Digging into whether an employee meets a FLSA exemption involves one question of fact and one question of law. Ramos v. Baldor Specialty Foods, Inc. , 687 F.3d 554, 558 (2d Cir. 2012). What an employee actually did on a day-to-day basis is a question of fact. Id. Whether those daily activities brought the employee within the ambit of a FLSA exception is a question of law. Id. Under either prong of the exemption test, the employer bears the burden of proving that the employee fits within an exemption and the exemption must be narrowly construed against the employer. Id.
Keeping the requirement of narrow construction in mind, the administrative capacity exemption is defined by 29 C.F.R. § 541.200(a)(1)-(3). There are three requirements to meet the administrative capacity exception: (1) the employee must earn at least $684 per week; (2) the employee's primary duty involves office or non-manual work "directly related to the management or general business operations of the employer"; and (3) the employee's primary duty must include "the exercise of discretion and independent judgment with respect to matters of significance." Id.
Plaintiff received a letter from Wydra dated November 18, 2016, indicating that going forward plaintiff's exempt status would be revoked. DSMF ¶ 17. That letter anticipated that regulations would hike the weekly salary threshold to meet the administrative capacity exception to $913 per week. Id. ¶ 18. That increase never took effect, and plaintiff was never removed from FLSA exempt status. Id. ¶¶ 19-20.
The parties both acknowledge that Albertin fits within the first two prongs of the administrative capacity exception and save their argument for the third. Plaintiff's narrative paints her as a cog in the HR machine, reporting to Wydra and Grosse on all matters of significance. Defendants, predictably, would have the Court believe that the record plainly shows plaintiff making consequential and independent decisions throughout her tenures as both HR Generalist and Employment Coordinator.

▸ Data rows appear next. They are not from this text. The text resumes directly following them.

//! # Store crate: durable client-side key-value storage
//!
//! Everything the application needs to survive a page reload lives here: the
//! bearer token and the serialized signed-in user. Backends implement the
//! small synchronous [`KeyValueStore`] trait; [`SessionStorage`] layers the two
//! well-known keys on top of whichever backend the platform provides.
//!
//! | Backend | Platform | Notes |
//! |---------|----------|-------|
//! | [`MemoryStore`] | native, tests | `Arc<Mutex<HashMap>>`, cloned handles share data |
//! | [`LocalStore`] | wasm + `web` feature | `window.localStorage` |

mod error;
mod memory;
mod session;

#[cfg(all(target_arch = "wasm32", feature = "web"))]
mod local;
#[cfg(all(target_arch = "wasm32", feature = "web"))]
pub use local::LocalStore;

pub use error::StorageError;
pub use memory::MemoryStore;
pub use session::{SessionStorage, TOKEN_KEY, USER_KEY};

/// Synchronous string key-value store.
///
/// Browser `localStorage` is synchronous, so the trait is too. Implementations
/// must be cheap to call repeatedly; callers do not cache values.
pub trait KeyValueStore: Send + Sync {
    fn get(&self, key: &str) -> Result<Option<String>, StorageError>;
    fn set(&self, key: &str, value: &str) -> Result<(), StorageError>;
    fn remove(&self, key: &str) -> Result<(), StorageError>;
}

/// The store used by the running platform.
pub fn platform_store() -> std::sync::Arc<dyn KeyValueStore> {
    #[cfg(all(target_arch = "wasm32", feature = "web"))]
    {
        std::sync::Arc::new(LocalStore::new())
    }
    #[cfg(not(all(target_arch = "wasm32", feature = "web")))]
    {
        std::sync::Arc::new(MemoryStore::new())
    }
}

Before the Court delves too deeply into that clash of narratives, however, there are a few finer details of the third prong of the administrative capacity exception that could use some fleshing out. First, the exception refers to an employee's "primary duty." Perhaps obviously, a duty is "primary" if it is the "principal, main, major[,] or most important duty that the employee performs." Ik Ho Choi v. Home & Home Corp. , 2019 WL 4193449, at *3 (E.D.N.Y. Sept. 3, 2019) (citing 29 C.F.R. § 541.700(a) ). Though it is often informative, an employee's spending more than fifty percent of her time on a particular duty or set of duties does not by itself end the primary duty analysis. Id.
Instead, the regulations provide a nonexclusive list of factors for courts to consider, including: (1) the time spent on exempt duties as opposed to nonexempt duties; (2) the employee's relative freedom from direct supervision; (3) the relative importance of the employee's exempt duties as compared with other types of duties; and (4) the relationship between the employee's salary and the wages paid to other employees for the kind of nonexempt work typically performed by the employee. 29 C.F.R. § 541.700(a).

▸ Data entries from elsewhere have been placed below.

//! Login page view with the email/password form.

use dioxus::prelude::*;
use ui::components::{Button, ButtonVariant, ErrorBanner, Field, Input};
use ui::{sign_in, use_api, use_session};

use crate::Route;

#[component]
pub fn Login() -> Element {
    let session = use_session();
    let api = use_api();
    let nav = use_navigator();
    let mut email = use_signal(String::new);
    let mut password = use_signal(String::new);

    // Already signed in (restored session or finished login): leave the page.
    use_effect(move || {
        let state = session.read();
        if !state.is_loading && state.is_authenticated {
            nav.replace(Route::Dashboard {});
        }
    });

    let handle_login = move |evt: FormEvent| {
        evt.prevent_default();
        let api = api.clone();
        spawn(async move {
            match sign_in(api, session, email(), password()).await {
                Ok(()) => {
                    nav.replace(Route::Dashboard {});
                }
                // The banner shows the message from the session; keep the
                // email and let the user retype the password.
                Err(e) => {
                    tracing::debug!("login rejected: {e}");
                    password.set(String::new());
                }
            }
        });
    };

    let state = session.read();
    let busy = state.is_loading;
    let error = state.error.clone();
    drop(state);

    rsx! {
        div {
            class: "centered-page",

            h1 { class: "login-title", "Inventario" }
            p { class: "login-subtitle", "Inicia sesión para continuar" }

            form {
                class: "login-form",
                onsubmit: handle_login,

                if let Some(err) = error {
                    ErrorBanner { message: err }
                }

                Field {
                    label: "Correo electrónico",
                    html_for: "login-email",
                    Input {
                        id: "login-email",
                        r#type: "email",
                        placeholder: "usuario@empresa.com",
                        required: true,
                        value: email(),
                        oninput: move |v| email.set(v),
                    }
                }

                Field {
                    label: "Contraseña",
                    html_for: "login-password",
                    Input {
                        id: "login-password",
                        r#type: "password",
                        required: true,
                        value: password(),
                        oninput: move |v| password.set(v),
                    }
                }

                Button {
                    variant: ButtonVariant::Primary,
                    r#type: "submit",
                    disabled: busy,
                    if busy { "Ingresando…" } else { "Ingresar" }
                }
            }
        }
    }
}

Second, some definition will be needed for the phrase "the exercise of discretion and independent judgment with respect to matters of significance." 29 C.F.R. § 541.200(a)(3). "The exercise of discretion and independent judgment implies that the employee has authority to make an independent choice, free from immediate direction or supervision." Id. § 541.202(c). However, that the purportedly exempt employee's recommendations are subject to review at a higher level does not mean that the employee is automatically non-exempt. Id.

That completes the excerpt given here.